_Instructions for the task_:
The response should contain every record, reproduced exactly.

_Exercise input_:
//! Positions occupied by the moving body, oldest first.

use super::heading::Heading;
use crate::games::grid::Point;
use std::collections::VecDeque;

/// Ordered positions occupied in motion mode.
///
/// The head is the most recently added position and sits at the back;
/// the tail is the oldest and sits at the front. Moving pushes a new head
/// and drops the tail, so the length never changes. Growing would skip
/// the tail drop; nothing in the engine grows the body yet.
#[derive(Debug, Clone, PartialEq, Eq)]
pub struct Body {
    segments: VecDeque<Point>,
}

impl Body {
    /// Lays out `length` segments ending at `head`, trailing `step` apart
    /// opposite to `heading`. A length of zero is treated as one.
    /// Segments whose coordinates would not fit in `i32` are left out.
    pub fn new(head: Point, heading: Heading, length: usize, step: i32) -> Self {
        let (dx, dy) = heading.opposite().delta();
        let segments = (0..length.max(1))
            .rev()
            .filter_map(|back| {
                let distance = step.checked_mul(i32::try_from(back).ok()?)?;
                head.moved_by(dx.checked_mul(distance)?, dy.checked_mul(distance)?)
            })
            .collect();
        Self { segments }
    }

    /// Get the head position.
    pub fn head(&self) -> Point {
        // Never empty: constructed with at least one segment and
        // `advance` pushes before it pops.
        self.segments.back().copied().unwrap_or(Point::new(0, 0))
    }

    /// Get the tail position.
    pub fn tail(&self) -> Point {
        self.segments.front().copied().unwrap_or(Point::new(0, 0))
    }

    /// Number of segments.
    pub fn len(&self) -> usize {
        self.segments.len()
    }

    /// Checks if there are no segments.
    pub fn is_empty(&self) -> bool {
        self.segments.is_empty()
    }

    /// Positions from tail to head.
    pub fn iter(&self) -> impl Iterator<Item = &Point> {
        self.segments.iter()
    }

    /// Moves the head to `new_head` and drops the tail.
    pub fn advance(&mut self, new_head: Point) {
        self.segments.push_back(new_head);
        self.segments.pop_front();
    }

    /// Copies the positions, tail first.
    pub fn to_vec(&self) -> Vec<Point> {
        self.segments.iter().copied().collect()
    }
}

#[cfg(test)]
mod tests {
    use super::*;

    #[test]
    fn test_body_layout() {
        let body = Body::new(Point::new(150, 100), Heading::Right, 3, 50);
        assert_eq!(body.len(), 3);
        assert_eq!(body.head(), Point::new(150, 100));
        assert_eq!(body.tail(), Point::new(50, 100));
        assert_eq!(
            body.to_vec(),
            vec![Point::new(50, 100), Point::new(100, 100), Point::new(150, 100)]
        );
    }

    #[test]
    fn test_zero_length_is_one_segment() {
        let body = Body::new(Point::new(0, 0), Heading::Up, 0, 50);
        assert_eq!(body.len(), 1);
        assert!(!body.is_empty());
    }

    #[test]
    fn test_advance_translates() {
        let mut body = Body::new(Point::new(100, 0), Heading::Right, 2, 50);
        body.advance(Point::new(100, 50));
        assert_eq!(body.len(), 2);
        assert_eq!(body.head(), Point::new(100, 50));
        assert_eq!(body.tail(), Point::new(100, 0));
        assert!(body.iter().all(|p| *p != Point::new(50, 0)));
    }
}
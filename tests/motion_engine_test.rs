//! Tests for tick-driven movement on the motion lattice.

use grid_arcade::{Heading, MotionConfig, MotionEngine, MotionStatus, Point};

fn engine_at(x: i32, y: i32, heading: Heading, length: usize) -> MotionEngine {
    let config = MotionConfig::new(1000, 600, 50)
        .with_start(Point::new(x, y), heading)
        .with_length(length);
    MotionEngine::new(config)
}

#[test]
fn test_right_edge_collision() {
    let mut engine = engine_at(950, 0, Heading::Right, 1);
    let update = engine.tick();
    assert_eq!(update.status, MotionStatus::Collided);
    assert_eq!(update.body, vec![Point::new(950, 0)]);
}

#[test]
fn test_edge_near_integer_limit_collides() {
    let config = MotionConfig::new(i32::MAX, 600, 50)
        .with_start(Point::new(2_147_483_600, 0), Heading::Right);
    assert!(config.validate().is_ok());

    let mut engine = MotionEngine::new(config);
    let update = engine.tick();
    assert_eq!(update.status, MotionStatus::Collided);
    assert_eq!(update.body, vec![Point::new(2_147_483_600, 0)]);
}

#[test]
fn test_last_column_is_reachable() {
    let mut engine = engine_at(900, 0, Heading::Right, 1);
    let update = engine.tick();
    assert_eq!(update.status, MotionStatus::Running);
    assert_eq!(update.body, vec![Point::new(950, 0)]);
}

#[test]
fn test_bottom_edge_collision() {
    let mut engine = engine_at(0, 550, Heading::Down, 1);
    assert_eq!(engine.tick().status, MotionStatus::Collided);
}

#[test]
fn test_left_and_top_edges_collide() {
    let mut left = engine_at(0, 100, Heading::Left, 1);
    assert_eq!(left.tick().status, MotionStatus::Collided);

    let mut top = engine_at(100, 0, Heading::Up, 1);
    assert_eq!(top.tick().status, MotionStatus::Collided);
}

#[test]
fn test_length_is_preserved_by_ticks() {
    let mut engine = engine_at(200, 100, Heading::Right, 4);
    assert_eq!(engine.body().len(), 4);

    for heading in [Heading::Down, Heading::Right, Heading::Up, Heading::Up] {
        engine.set_heading(heading);
        let update = engine.tick();
        assert_eq!(update.status, MotionStatus::Running);
        assert_eq!(update.body.len(), 4);
    }
}

#[test]
fn test_tick_translates_head_and_drops_tail() {
    let mut engine = engine_at(100, 100, Heading::Right, 3);
    assert_eq!(
        engine.body().to_vec(),
        vec![Point::new(0, 100), Point::new(50, 100), Point::new(100, 100)]
    );

    let update = engine.tick();
    assert_eq!(
        update.body,
        vec![Point::new(50, 100), Point::new(100, 100), Point::new(150, 100)]
    );
}

#[test]
fn test_turn_takes_effect_on_next_tick() {
    let mut engine = engine_at(100, 100, Heading::Right, 2);
    assert!(engine.set_heading(Heading::Down));
    let update = engine.tick();
    assert_eq!(update.heading, Heading::Down);
    assert_eq!(engine.body().head(), Point::new(100, 150));
    assert_eq!(engine.body().tail(), Point::new(100, 100));
}

#[test]
fn test_collided_engine_ignores_ticks_until_reset() {
    let mut engine = engine_at(950, 0, Heading::Right, 1);
    let collided = engine.tick();
    assert_eq!(engine.tick(), collided);
    assert_eq!(engine.ticks(), 1);

    let fresh = engine.reset();
    assert_eq!(fresh.status, MotionStatus::Running);
    assert_eq!(fresh.body, vec![Point::new(950, 0)]);
    assert_eq!(fresh.ticks, 0);
}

_Reply_:
//! Positions occupied by the moving body, oldest first.

use super::heading::Heading;
use crate::games::grid::Point;
use std::collections::VecDeque;

/// Ordered positions occupied in motion mode.
///
/// The head is the most recently added position and sits at the back;
/// the tail is the oldest and sits at the front. Moving pushes a new head
/// and drops the tail, so the length never changes. Growing would skip
/// the tail drop; nothing in the engine grows the body yet.
#[derive(Debug, Clone, PartialEq, Eq)]
pub struct Body {
    segments: VecDeque<Point>,
}

impl Body {
    /// Lays out `length` segments ending at `head`, trailing `step` apart
    /// opposite to `heading`. A length of zero is treated as one.
    /// Segments whose coordinates would not fit in `i32` are left out.
    pub fn new(head: Point, heading: Heading, length: usize, step: i32) -> Self {
        let (dx, dy) = heading.opposite().delta();
        let segments = (0..length.max(1))
            .rev()
            .filter_map(|back| {
                let distance = step.checked_mul(i32::try_from(back).ok()?)?;
                head.moved_by(dx.checked_mul(distance)?, dy.checked_mul(distance)?)
            })
            .collect();
        Self { segments }
    }

    /// Get the head position.
    pub fn head(&self) -> Point {
        // Never empty: constructed with at least one segment and
        // `advance` pushes before it pops.
        self.segments.back().copied().unwrap_or(Point::new(0, 0))
    }

    /// Get the tail position.
    pub fn tail(&self) -> Point {
        self.segments.front().copied().unwrap_or(Point::new(0, 0))
    }

    /// Number of segments.
    pub fn len(&self) -> usize {
        self.segments.len()
    }

    /// Checks if there are no segments.
    pub fn is_empty(&self) -> bool {
        self.segments.is_empty()
    }

    /// Positions from tail to head.
    pub fn iter(&self) -> impl Iterator<Item = &Point> {
        self.segments.iter()
    }

    /// Moves the head to `new_head` and drops the tail.
    pub fn advance(&mut self, new_head: Point) {
        self.segments.push_back(new_head);
        self.segments.pop_front();
    }

    /// Copies the positions, tail first.
    pub fn to_vec(&self) -> Vec<Point> {
        self.segments.iter().copied().collect()
    }
}

#[cfg(test)]
mod tests {
    use super::*;

    #[test]
    fn test_body_layout() {
        let body = Body::new(Point::new(150, 100), Heading::Right, 3, 50);
        assert_eq!(body.len(), 3);
        assert_eq!(body.head(), Point::new(150, 100));
        assert_eq!(body.tail(), Point::new(50, 100));
        assert_eq!(
            body.to_vec(),
            vec![Point::new(50, 100), Point::new(100, 100), Point::new(150, 100)]
        );
    }

    #[test]
    fn test_zero_length_is_one_segment() {
        let body = Body::new(Point::new(0, 0), Heading::Up, 0, 50);
        assert_eq!(body.len(), 1);
        assert!(!body.is_empty());
    }

    #[test]
    fn test_advance_translates() {
        let mut body = Body::new(Point::new(100, 0), Heading::Right, 2, 50);
        body.advance(Point::new(100, 50));
        assert_eq!(body.len(), 2);
        assert_eq!(body.head(), Point::new(100, 50));
        assert_eq!(body.tail(), Point::new(100, 0));
        assert!(body.iter().all(|p| *p != Point::new(50, 0)));
    }
}
filename tests/motion_engine_test.rs
//! Tests for tick-driven movement on the motion lattice.

use grid_arcade::{Heading, MotionConfig, MotionEngine, MotionStatus, Point};

fn engine_at(x: i32, y: i32, heading: Heading, length: usize) -> MotionEngine {
    let config = MotionConfig::new(1000, 600, 50)
        .with_start(Point::new(x, y), heading)
        .with_length(length);
    MotionEngine::new(config)
}

#[test]
fn test_right_edge_collision() {
    let mut engine = engine_at(950, 0, Heading::Right, 1);
    let update = engine.tick();
    assert_eq!(update.status, MotionStatus::Collided);
    assert_eq!(update.body, vec![Point::new(950, 0)]);
}

#[test]
fn test_edge_near_integer_limit_collides() {
    let config = MotionConfig::new(i32::MAX, 600, 50)
        .with_start(Point::new(2_147_483_600, 0), Heading::Right);
    assert!(config.validate().is_ok());

    let mut engine = MotionEngine::new(config);
    let update = engine.tick();
    assert_eq!(update.status, MotionStatus::Collided);
    assert_eq!(update.body, vec![Point::new(2_147_483_600, 0)]);
}

#[test]
fn test_last_column_is_reachable() {
    let mut engine = engine_at(900, 0, Heading::Right, 1);
    let update = engine.tick();
    assert_eq!(update.status, MotionStatus::Running);
    assert_eq!(update.body, vec![Point::new(950, 0)]);
}

#[test]
fn test_bottom_edge_collision() {
    let mut engine = engine_at(0, 550, Heading::Down, 1);
    assert_eq!(engine.tick().status, MotionStatus::Collided);
}

#[test]
fn test_left_and_top_edges_collide() {
    let mut left = engine_at(0, 100, Heading::Left, 1);
    assert_eq!(left.tick().status, MotionStatus::Collided);

    let mut top = engine_at(100, 0, Heading::Up, 1);
    assert_eq!(top.tick().status, MotionStatus::Collided);
}

#[test]
fn test_length_is_preserved_by_ticks() {
    let mut engine = engine_at(200, 100, Heading::Right, 4);
    assert_eq!(engine.body().len(), 4);

    for heading in [Heading::Down, Heading::Right, Heading::Up, Heading::Up] {
        engine.set_heading(heading);
        let update = engine.tick();
        assert_eq!(update.status, MotionStatus::Running);
        assert_eq!(update.body.len(), 4);
    }
}

#[test]
fn test_tick_translates_head_and_drops_tail() {
    let mut engine = engine_at(100, 100, Heading::Right, 3);
    assert_eq!(
        engine.body().to_vec(),
        vec![Point::new(0, 100), Point::new(50, 100), Point::new(100, 100)]
    );

    let update = engine.tick();
    assert_eq!(
        update.body,
        vec![Point::new(50, 100), Point::new(100, 100), Point::new(150, 100)]
    );
}

#[test]
fn test_turn_takes_effect_on_next_tick() {
    let mut engine = engine_at(100, 100, Heading::Right, 2);
    assert!(engine.set_heading(Heading::Down));
    let update = engine.tick();
    assert_eq!(update.heading, Heading::Down);
    assert_eq!(engine.body().head(), Point::new(100, 150));
    assert_eq!(engine.body().tail(), Point::new(100, 100));
}

#[test]
fn test_collided_engine_ignores_ticks_until_reset() {
    let mut engine = engine_at(950, 0, Heading::Right, 1);
    let collided = engine.tick();
    assert_eq!(engine.tick(), collided);
    assert_eq!(engine.ticks(), 1);

    let fresh = engine.reset();
    assert_eq!(fresh.status, MotionStatus::Running);
    assert_eq!(fresh.body, vec![Point::new(950, 0)]);
    assert_eq!(fresh.ticks, 0);
}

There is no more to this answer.